Rapamycin-conditioned dendritic cells induced immune tolerance through the regulation of Treg/Th17 cells in mice

Abstract

To investigate the effect of tolerogenic dendritic cells (Tol-DC) generated by Rapamycin (Rapa) on the differentiation of Treg/Th17 cells and explore the possible mechanism of tolerance induction. DC progenitors from mouse bone marrow were propagated with granulocyte-macrophage colony-stimulating factor (GM-CSF) plus interleukin (IL)-4 stimulation for 6 days in the presence or absence of Rapa (20 ng/ml). During DC culture, morphology of cell was observed under electron microscope.

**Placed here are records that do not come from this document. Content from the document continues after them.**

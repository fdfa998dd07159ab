//! The four timed power-up effects and the table of active instances.
//!
//! Behaviour is dispatched by matching on [`PowerUpKind`]: `use` starts a
//! self- or map-targeted effect, `trigger` springs a placed trap on its
//! victim, and [`advance_effects`] drives every counter and reverses an
//! effect exactly once when it expires.

use crate::entity::Entity;
use crate::map::Map;
use crate::pellet::Pellet;
use crate::point::{Point, PointMap};
use std::collections::HashMap;
use std::sync::atomic::{AtomicU64, Ordering};

static NEXT_ID: AtomicU64 = AtomicU64::new(1);

/// The closed set of power-up variants, tagged on the wire by
/// [`PowerUpKind::to_int`].
#[derive(Debug, Clone, Copy, PartialEq, Eq, Hash)]
pub enum PowerUpKind {
    Web,
    Speed,
    BlueShell,
    Invincible,
}

impl PowerUpKind {
    pub fn from_int(value: i32) -> Option<PowerUpKind> {
        match value {
            0 => Some(PowerUpKind::Web),
            1 => Some(PowerUpKind::Speed),
            2 => Some(PowerUpKind::BlueShell),
            3 => Some(PowerUpKind::Invincible),
            _ => None,
        }
    }

    pub fn to_int(self) -> i32 {
        match self {
            PowerUpKind::Web => 0,
            PowerUpKind::Speed => 1,
            PowerUpKind::BlueShell => 2,
            PowerUpKind::Invincible => 3,
        }
    }

    /// Fixed effect duration in simulation ticks.
    pub fn effect_ticks(self) -> u32 {
        match self {
            PowerUpKind::Web => 20,
            PowerUpKind::Speed => 200,
            PowerUpKind::BlueShell => 20,
            PowerUpKind::Invincible => 200,
        }
    }
}

/// One single-use power-up instance. Created on use or trigger, registered
/// in the active table under its unique id, removed the tick its counter
/// reaches the effect duration.
#[derive(Debug, Clone)]
pub struct PowerUp {
    id: u64,
    kind: PowerUpKind,
    counter: u32,
    target: Option<usize>,
}

/// Active power-ups keyed by instance id.
pub type ActivePowerUps = HashMap<u64, PowerUp>;

impl PowerUp {
    pub fn new(kind: PowerUpKind) -> Self {
        Self {
            id: NEXT_ID.fetch_add(1, Ordering::Relaxed),
            kind,
            counter: 0,
            target: None,
        }
    }

    pub fn id(&self) -> u64 {
        self.id
    }

    pub fn kind(&self) -> PowerUpKind {
        self.kind
    }

    pub fn counter(&self) -> u32 {
        self.counter
    }

    pub fn target(&self) -> Option<usize> {
        self.target
    }

    fn activate(mut self, target: usize, active: &mut ActivePowerUps) {
        self.target = Some(target);
        self.counter = 0;
        active.insert(self.id, self);
    }
}

/// What a `use` did, so the authoritative side can serialise the matching
/// packet exactly once.
#[derive(Debug, Clone, Copy, PartialEq)]
pub enum UseOutcome {
    /// A timed effect started on some entity.
    Activated,
    /// A trap box was placed at the given grid cell.
    TrapPlaced(Point),
    /// Nothing happened (blocked placement, no valid target); the item is
    /// still spent.
    Fizzled,
}

/// Uses a power-up on behalf of `user_id`, mutating entity flags, the
/// pellet map and the active table as the variant demands.
pub fn use_power_up(
    kind: PowerUpKind,
    user_id: usize,
    speed_bonus: f64,
    map: &Map,
    agents: &mut [Entity],
    pellets: &mut PointMap<Pellet>,
    active: &mut ActivePowerUps,
) -> UseOutcome {
    match kind {
        PowerUpKind::Speed => {
            agents[user_id].apply_speed_bonus(speed_bonus);
            PowerUp::new(kind).activate(user_id, active);
            UseOutcome::Activated
        }
        PowerUpKind::Invincible => {
            agents[user_id].set_invincible(true);
            PowerUp::new(kind).activate(user_id, active);
            UseOutcome::Activated
        }
        PowerUpKind::Web => {
            // Dropped one cell behind the user; the counter only starts
            // when the trap is sprung.
            let user = &agents[user_id];
            let cell = user
                .location()
                .centred()
                .move_in_direction(user.direction().inverse(), 1.0);
            if map.is_wall(cell) {
                return UseOutcome::Fizzled;
            }
            pellets.insert(cell, Pellet::trap_box(cell, PowerUp::new(kind)));
            UseOutcome::TrapPlaced(cell.grid_coord())
        }
        PowerUpKind::BlueShell => {
            // Homes in on whoever currently holds the hunted role.
            let victim = agents
                .iter()
                .position(|a| a.is_mipsman() && a.client_id() != user_id && !a.is_dead());
            match victim {
                Some(victim) if !agents[victim].is_invincible() => {
                    agents[victim].set_stunned(true);
                    PowerUp::new(kind).activate(victim, active);
                    UseOutcome::Activated
                }
                _ => UseOutcome::Fizzled,
            }
        }
    }
}

/// Springs a placed trap on the entity that stepped on it.
pub fn trigger_trap(
    trap: PowerUp,
    victim_id: usize,
    agents: &mut [Entity],
    active: &mut ActivePowerUps,
) {
    match trap.kind {
        PowerUpKind::Web => {
            if agents[victim_id].is_invincible() {
                return;
            }
            agents[victim_id].set_stunned(true);
            trap.activate(victim_id, active);
        }
        // Only webs are placeable; anything else fizzles on contact.
        _ => {}
    }
}

/// Advances every active counter by one tick, removing and reversing the
/// effects that reach their duration. The reversal runs exactly once per
/// instance.
pub fn advance_effects(active: &mut ActivePowerUps, agents: &mut [Entity], speed_bonus: f64) {
    let mut expired: Vec<u64> = Vec::new();
    for power_up in active.values_mut() {
        power_up.counter += 1;
        if power_up.counter >= power_up.kind.effect_ticks() {
            expired.push(power_up.id);
        }
    }
    for id in expired {
        let Some(power_up) = active.remove(&id) else {
            continue;
        };
        let Some(target) = power_up.target else {
            continue;
        };
        match power_up.kind {
            PowerUpKind::Speed => agents[target].apply_speed_bonus(-speed_bonus),
            PowerUpKind::Invincible => agents[target].set_invincible(false),
            PowerUpKind::Web | PowerUpKind::BlueShell => agents[target].set_stunned(false),
        }
    }
}

#[cfg(test)]
mod tests {
    use super::*;
    use crate::entity::Direction;
    use assert_approx_eq::assert_approx_eq;

    fn setup() -> (Map, Vec<Entity>, PointMap<Pellet>, ActivePowerUps) {
        let map = Map::from_rows(&["#####", "#...#", "#...#", "#...#", "#####"]);
        let agents = vec![
            Entity::new(0, Point::new(1.5, 1.5), 0.08),
            Entity::new(1, Point::new(3.5, 3.5), 0.08),
        ];
        let pellets = PointMap::new(&map);
        (map, agents, pellets, ActivePowerUps::new())
    }

    #[test]
    fn kind_int_round_trip() {
        for value in 0..4 {
            let kind = PowerUpKind::from_int(value).unwrap();
            assert_eq!(kind.to_int(), value);
        }
        assert_eq!(PowerUpKind::from_int(4), None);
    }

    #[test]
    fn instance_ids_are_unique() {
        let a = PowerUp::new(PowerUpKind::Web);
        let b = PowerUp::new(PowerUpKind::Web);
        assert_ne!(a.id(), b.id());
    }

    #[test]
    fn speed_reverses_exactly() {
        let (map, mut agents, mut pellets, mut active) = setup();
        let before = agents[0].effective_velocity();
        let outcome = use_power_up(
            PowerUpKind::Speed,
            0,
            0.02,
            &map,
            &mut agents,
            &mut pellets,
            &mut active,
        );
        assert_eq!(outcome, UseOutcome::Activated);
        assert_approx_eq!(agents[0].effective_velocity(), before + 0.02);
        for _ in 0..PowerUpKind::Speed.effect_ticks() {
            advance_effects(&mut active, &mut agents, 0.02);
        }
        assert!(active.is_empty());
        assert_approx_eq!(agents[0].effective_velocity(), before);
    }

    #[test]
    fn invincible_flag_cycles() {
        let (map, mut agents, mut pellets, mut active) = setup();
        assert!(!agents[0].is_invincible());
        use_power_up(
            PowerUpKind::Invincible,
            0,
            0.02,
            &map,
            &mut agents,
            &mut pellets,
            &mut active,
        );
        assert!(agents[0].is_invincible());
        for _ in 0..PowerUpKind::Invincible.effect_ticks() {
            advance_effects(&mut active, &mut agents, 0.02);
        }
        assert!(!agents[0].is_invincible());
        assert!(active.is_empty());
    }

    #[test]
    fn web_places_trap_without_starting_counter() {
        let (map, mut agents, mut pellets, mut active) = setup();
        agents[0].set_location(Point::new(2.5, 2.5));
        agents[0].set_direction(Direction::Right);
        let outcome = use_power_up(
            PowerUpKind::Web,
            0,
            0.02,
            &map,
            &mut agents,
            &mut pellets,
            &mut active,
        );
        assert_eq!(outcome, UseOutcome::TrapPlaced(Point::new(1.0, 2.0)));
        assert!(active.is_empty());
        assert!(pellets.get(Point::new(1.0, 2.0)).unwrap().is_trap());
    }

    #[test]
    fn web_into_wall_fizzles() {
        let (map, mut agents, mut pellets, mut active) = setup();
        // facing away from the wall on their left leaves the drop cell in it
        agents[0].set_location(Point::new(1.5, 1.5));
        agents[0].set_direction(Direction::Right);
        let outcome = use_power_up(
            PowerUpKind::Web,
            0,
            0.02,
            &map,
            &mut agents,
            &mut pellets,
            &mut active,
        );
        assert_eq!(outcome, UseOutcome::Fizzled);
        assert!(pellets.is_empty());
    }

    #[test]
    fn sprung_web_stuns_until_expiry() {
        let (_, mut agents, _, mut active) = setup();
        let trap = PowerUp::new(PowerUpKind::Web);
        trigger_trap(trap, 1, &mut agents, &mut active);
        assert!(agents[1].is_stunned());
        assert_eq!(active.len(), 1);
        for _ in 0..PowerUpKind::Web.effect_ticks() {
            advance_effects(&mut active, &mut agents, 0.02);
        }
        assert!(!agents[1].is_stunned());
        assert!(active.is_empty());
    }

    #[test]
    fn blue_shell_stuns_the_mipsman() {
        let (map, mut agents, mut pellets, mut active) = setup();
        agents[1].set_mipsman(true);
        let outcome = use_power_up(
            PowerUpKind::BlueShell,
            0,
            0.02,
            &map,
            &mut agents,
            &mut pellets,
            &mut active,
        );
        assert_eq!(outcome, UseOutcome::Activated);
        assert!(agents[1].is_stunned());
        assert!(!agents[0].is_stunned());
    }

    #[test]
    fn blue_shell_respects_invincibility() {
        let (map, mut agents, mut pellets, mut active) = setup();
        agents[1].set_mipsman(true);
        agents[1].set_invincible(true);
        let outcome = use_power_up(
            PowerUpKind::BlueShell,
            0,
            0.02,
            &map,
            &mut agents,
            &mut pellets,
            &mut active,
        );
        assert_eq!(outcome, UseOutcome::Fizzled);
        assert!(!agents[1].is_stunned());
        assert!(active.is_empty());
    }
}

Cell surface expression of CD11c, CD40 and CD80 was analyzed by flow cytometry. The antigen-presenting function of DC was determined by one-way mixed leukocyte reactions. In vivo, the recipient BALB/c mice receiving transplantation of skin allograft from C57BL/6 mice were divided into control, Rapa, immature DC (imDC) and Tol-DC group. The survival time of the skin allograft was observed and Treg/Th17 cells were analyzed by flow cytometry in each group. The immunephenotypic analysis showed that in comparison with those in the control group and the LPS group the expression of the co-stimulatory molecules CD40 and CD80 were significantly lower in the Rapa-group and Rapa+LPS group. The ability to stimulate proliferation of T cells of the same genotype in the Rapa-group was significantly inhibited (P<0.01). In the in vivo experiment, the mice's survival time remarkably prolonged, the percentage of Treg cells was enhanced and Th17 cells was reduced in the mice's spleen in Tol-DC group. Tol-DC generated by Rapamycin can significantly induce immune tolerance through up-regulate Tregs and down-regulate Th17 cells. The present study highlights the therapeutic potential of preventing allograft rejection using in vitro-generated Tol-DCs, which can be loaded with donor antigen, and potentially used to promote organ transplant tolerance.